Microglia are the resident immune cells of the CNS. The roles of microglia are involved in homeostasis and host defense against pathogens (Hickman et al, 2018). Under physiological conditions, microglia are morphologically characterized by small and circular soma with an intensive branching process; this is termed the ramified phenotype (Jurga et al, 2020). After recognition of pathogens, microglia become activated; their morphology transforms from the ramified to the amoeboid phenotype, which is characterized by a rounder cell body with short and thick pseudopodia (Chen et al, 2019; Jurga et al, 2020; Quick et al, 2014). Activated microglia are observed in several neurodegenerative diseases, including Alzheimer’s disease (AD) and amyotrophic lateral sclerosis (Kenkhuis et al, 2022; Takahashi, 2023). In mouse studies, activated microglia degraded Aβ plaque, which is the distinctive pathological hallmark of AD, and inhibited neuronal cell death in the early stages (Feng et al, 2020; Kadowaki et al, 2005). In another study, however, activated microglia chronically produced excess proinflammatory cytokines and suppressed the degradation of Aβ plaque, leading to neuronal injury and AD progression (Wendimu and Hooks, 2022). These reports indicate that activated microglia exhibit conflicting functions. Activated microglia were previously classified into proinflammatory (M1) and anti-inflammatory (M2) phenotypes, but this classification is insufficient for a complete understanding of these conflicting functions (Hashemiaghdam and Mroczek, 2020). The recent development of a novel technique showed that the presence of diverse phenotypes of microglia influences the pathogenesis of AD in the brain (Stratoulias et al, 2019). In addition, specific microglia phenotypes such as plaque-associated microglia or disease-associated microglia reportedly affect the pathogenesis of AD (Hashemiaghdam and Mroczek, 2020; Keren-Shaul et al, 2017; Stratoulias et al, 2019). Hence, analysis of the diversity of microglia phenotypes and identification of disease-associated microglia may promote a better understanding of how microglia are involved in the pathogenesis.

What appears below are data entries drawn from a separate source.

//! Error types and result definitions for the pairblock crates.
//!
//! All pairblock crates share a single error enum ([`Error`]) and result type
//! alias ([`Result<T>`]). Operations that can fail return `Result<T>`, and
//! errors propagate upward with the `?` operator; there is no internal retry
//! anywhere in the stack because blocking is a deterministic computation over
//! its inputs.
//!
//! # Error Categories
//!
//! - **Schema errors** ([`Error::Schema`]): a referenced column is absent
//!   from a relation.
//! - **Key violations** ([`Error::KeyConstraintViolation`]): a declared or
//!   required key column fails the uniqueness/non-null check.
//! - **Referential integrity** ([`Error::ReferentialIntegrity`]): a candidate
//!   set's foreign-key column fails validation against its source relation.
//! - **Configuration errors** ([`Error::Configuration`]): mutually exclusive
//!   options set together, or a required callback left unset.
//! - **Catalog lookups** ([`Error::NotRegistered`], [`Error::PropertyNotFound`]):
//!   metadata requested for an unknown relation or property.
//! - **Columnar kernel failures** ([`Error::Arrow`]): Arrow compute/batch
//!   construction errors.
//! - **Internal errors** ([`Error::Internal`]): violated invariants or
//!   unsupported data shapes; these indicate bugs, not user mistakes.

pub mod error;
pub mod result;

pub use error::Error;
pub use result::Result;
//! Command-line argument handling for the huffpack binary.
//!
//! Parsing is deliberately plain: three subcommands with positional
//! arguments, no flags. A parse failure produces a usage string; the
//! caller turns that into exit code 1.

use std::path::{Path, PathBuf};

const USAGE: &str = "Usage: huffpack <compress|decompress|preview> <source> [dest]";

/// A fully resolved invocation.
#[derive(Debug, Clone, PartialEq, Eq)]
pub enum Command {
    /// Pack `source` (file or directory) into the archive `dest`
    Compress { source: PathBuf, dest: PathBuf },
    /// Extract the archive `source` under the directory `dest_root`
    Decompress { source: PathBuf, dest_root: PathBuf },
    /// Print the path tree stored in the archive's manifest
    Preview { source: PathBuf },
}

impl Command {
    /// Parse the arguments following the program name.
    pub fn from_args(args: &[String]) -> Result<Self, String> {
        let subcommand = args.first().ok_or_else(|| USAGE.to_string())?;
        match subcommand.as_str() {
            "compress" => match args.len() {
                2 => {
                    let source = PathBuf::from(&args[1]);
                    let dest = default_archive_path(&source);
                    Ok(Command::Compress { source, dest })
                }
                3 => Ok(Command::Compress {
                    source: PathBuf::from(&args[1]),
                    dest: PathBuf::from(&args[2]),
                }),
                _ => Err("Usage: huffpack compress <source> [dest]".to_string()),
            },
            "decompress" => match args.len() {
                2 => {
                    let source = PathBuf::from(&args[1]);
                    let dest_root = default_extract_root(&source);
                    Ok(Command::Decompress { source, dest_root })
                }
                3 => Ok(Command::Decompress {
                    source: PathBuf::from(&args[1]),
                    dest_root: PathBuf::from(&args[2]),
                }),
                _ => Err("Usage: huffpack decompress <source> [dest]".to_string()),
            },
            "preview" => match args.len() {
                2 => Ok(Command::Preview {
                    source: PathBuf::from(&args[1]),
                }),
                _ => Err("Usage: huffpack preview <source>".to_string()),
            },
            other => Err(format!("unknown command '{other}'\n{USAGE}")),
        }
    }
}

/// Default archive name: source with its extension changed to (or
/// suffixed with) `.huff`.
fn default_archive_path(source: &Path) -> PathBuf {
    let mut dest = source.to_path_buf();
    dest.set_extension("huff");
    dest
}

/// Default extraction root: the archive's parent directory.
fn default_extract_root(source: &Path) -> PathBuf {
    match source.parent() {
        Some(parent) if !parent.as_os_str().is_empty() => parent.to_path_buf(),
        _ => PathBuf::from("."),
    }
}
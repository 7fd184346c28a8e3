//! Interactive overwrite confirmation on stdin.
//!
//! Implements the core's `OverwritePolicy`, keeping all terminal
//! interaction out of the archive codec. "n" answers skip-all rather
//! than terminating: exit decisions belong to main alone.

use huffpack_core::archive::{OverwriteDecision, OverwritePolicy};
use std::io::BufRead;
use std::path::Path;

/// Prompts the user on stdin for each existing target.
pub struct StdinPrompt;

impl OverwritePolicy for StdinPrompt {
    fn ask(&mut self, path: &Path, is_dir: bool) -> OverwriteDecision {
        let kind = if is_dir { "Directory" } else { "File" };
        println!("{kind}: {} already exists.", path.display());
        println!("Do you want to overwrite it? (y/n)  Overwrite all? (a)");

        let stdin = std::io::stdin();
        let mut line = String::new();
        loop {
            line.clear();
            match stdin.lock().read_line(&mut line) {
                // closed stdin: safest answer is to touch nothing
                Ok(0) | Err(_) => return OverwriteDecision::SkipAll,
                Ok(_) => {}
            }
            match line.trim().to_ascii_lowercase().as_str() {
                "y" => return OverwriteDecision::Overwrite,
                "n" => return OverwriteDecision::SkipAll,
                "a" => return OverwriteDecision::OverwriteAll,
                _ => {
                    println!("Invalid input. 'y' to overwrite, 'n' to skip remaining, 'a' to overwrite all")
                }
            }
        }
    }
}
//! Prefix-code trees: greedy construction and code derivation.
//!
//! `build_tree` runs the classic greedy merge over a frequency table
//! and is deterministic: ties between equal-weight candidates are
//! broken by insertion sequence, with leaves inserted in ascending
//! symbol order before any merge happens. Two runs over identical
//! input therefore produce bit-identical archives.

use crate::error::{HuffmanError, Result};
use crate::freq::{FrequencyTable, ALPHABET_SIZE};
use std::cmp::Ordering;
use std::collections::BinaryHeap;

/// A node in a prefix-code tree.
///
/// The tree is a closed two-case sum: every internal node owns exactly
/// two children, every leaf carries one symbol. No sharing, no back
/// references.
#[derive(Debug, Clone, PartialEq, Eq)]
pub enum Node {
    Leaf { symbol: u16 },
    Internal { left: Box<Node>, right: Box<Node> },
}

/// Heap entry ordering: weight first, then insertion sequence.
#[derive(Debug)]
struct Candidate {
    weight: u64,
    seq: u32,
    node: Node,
}

impl PartialEq for Candidate {
    fn eq(&self, other: &Self) -> bool {
        self.weight == other.weight && self.seq == other.seq
    }
}

impl Eq for Candidate {}

impl PartialOrd for Candidate {
    fn partial_cmp(&self, other: &Self) -> Option<Ordering> {
        Some(self.cmp(other))
    }
}

impl Ord for Candidate {
    fn cmp(&self, other: &Self) -> Ordering {
        // Reversed: BinaryHeap is a max-heap, we want the two minima
        (other.weight, other.seq).cmp(&(self.weight, self.seq))
    }
}

/// Build an optimal prefix tree for the given frequencies.
///
/// Every symbol with frequency > 0 enters as a singleton leaf. If
/// fewer than two entries exist (e.g., only the sentinel after
/// scanning an empty file), zero-frequency leaves are padded in
/// ascending symbol order until two exist: a valid prefix tree needs
/// at least two leaves. The two lowest-weight entries are merged
/// repeatedly until one remains.
///
/// The returned root is always an internal node.
pub fn build_tree(freqs: &FrequencyTable) -> Result<Node> {
    let mut heap = BinaryHeap::new();
    let mut seq = 0u32;

    for (symbol, weight) in freqs.iter() {
        if weight > 0 {
            heap.push(Candidate {
                weight,
                seq,
                node: Node::Leaf { symbol },
            });
            seq += 1;
        }
    }

    // Pad with unused symbols so the tree has >= 2 leaves
    let mut symbol = 0u16;
    while heap.len() < 2 && (symbol as usize) < ALPHABET_SIZE {
        if freqs.get(symbol)? == 0 {
            heap.push(Candidate {
                weight: 0,
                seq,
                node: Node::Leaf { symbol },
            });
            seq += 1;
        }
        symbol += 1;
    }

    while heap.len() > 1 {
        if let (Some(first), Some(second)) = (heap.pop(), heap.pop()) {
            heap.push(Candidate {
                weight: first.weight.saturating_add(second.weight),
                seq,
                node: Node::Internal {
                    left: Box::new(first.node),
                    right: Box::new(second.node),
                },
            });
            seq += 1;
        }
    }

    match heap.pop() {
        Some(Candidate {
            node: node @ Node::Internal { .. },
            ..
        }) => Ok(node),
        _ => Err(HuffmanError::LeafRoot.into()),
    }
}

/// Mapping from symbol to its code bits, derived from a tree by
/// depth-first traversal: 0 descends left, 1 descends right.
///
/// Codes are prefix-free by construction. A symbol absent from the
/// tree has no entry.
#[derive(Debug, Clone)]
pub struct CodeTable {
    codes: Vec<Option<Vec<bool>>>,
}

impl CodeTable {
    /// Derive the code table from a tree root.
    ///
    /// # Errors
    /// - `HuffmanError::DuplicateLeaf` if a symbol appears twice
    /// - `FormatError::SymbolOutOfRange` for a leaf outside the alphabet
    /// - `HuffmanError::LeafRoot` if the root is a bare leaf
    pub fn from_tree(root: &Node) -> Result<Self> {
        if matches!(root, Node::Leaf { .. }) {
            return Err(HuffmanError::LeafRoot.into());
        }
        let mut table = Self {
            codes: vec![None; ALPHABET_SIZE],
        };
        let mut prefix = Vec::new();
        table.collect(root, &mut prefix)?;
        Ok(table)
    }

    /// Return the code bits for `symbol`.
    ///
    /// # Errors
    /// `HuffmanError::MissingCode` if the symbol has no entry.
    pub fn code(&self, symbol: u16) -> Result<&[bool]> {
        self.codes
            .get(symbol as usize)
            .and_then(|c| c.as_deref())
            .ok_or_else(|| HuffmanError::MissingCode(symbol).into())
    }

    /// Iterate over populated `(symbol, code)` entries.
    pub fn iter(&self) -> impl Iterator<Item = (u16, &[bool])> + '_ {
        self.codes
            .iter()
            .enumerate()
            .filter_map(|(i, c)| c.as_deref().map(|bits| (i as u16, bits)))
    }

    fn collect(&mut self, node: &Node, prefix: &mut Vec<bool>) -> Result<()> {
        match node {
            Node::Internal { left, right } => {
                prefix.push(false);
                self.collect(left, prefix)?;
                prefix.pop();

                prefix.push(true);
                self.collect(right, prefix)?;
                prefix.pop();
                Ok(())
            }
            Node::Leaf { symbol } => {
                let index = *symbol as usize;
                if index >= ALPHABET_SIZE {
                    return Err(crate::error::FormatError::SymbolOutOfRange(*symbol).into());
                }
                if self.codes[index].is_some() {
                    return Err(HuffmanError::DuplicateLeaf(*symbol).into());
                }
                self.codes[index] = Some(prefix.clone());
                Ok(())
            }
        }
    }
}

Activated microglia are detected in brain tissue infected with WNV (Kobayashi et al, 2012; Stonedahl et al, 2020). However, the roles of activated microglia remain controversial because they may exhibit either neuroprotective or neuroinjury-related roles (Chhatbar and Prinz, 2021; Ghoshal et al, 2007; Malmlov et al, 2019; Seitz et al, 2018). Therefore, analysis of the diversity of microglia phenotypes and identification of disease-associated microglia may help to understand the neuropathogenesis of WNV infection. In this study, the diversity of microglia phenotypes caused by WNV infection was examined by detection of various microglia markers. Furthermore, disease-associated microglia were investigated in WNV-infected mouse brain tissue.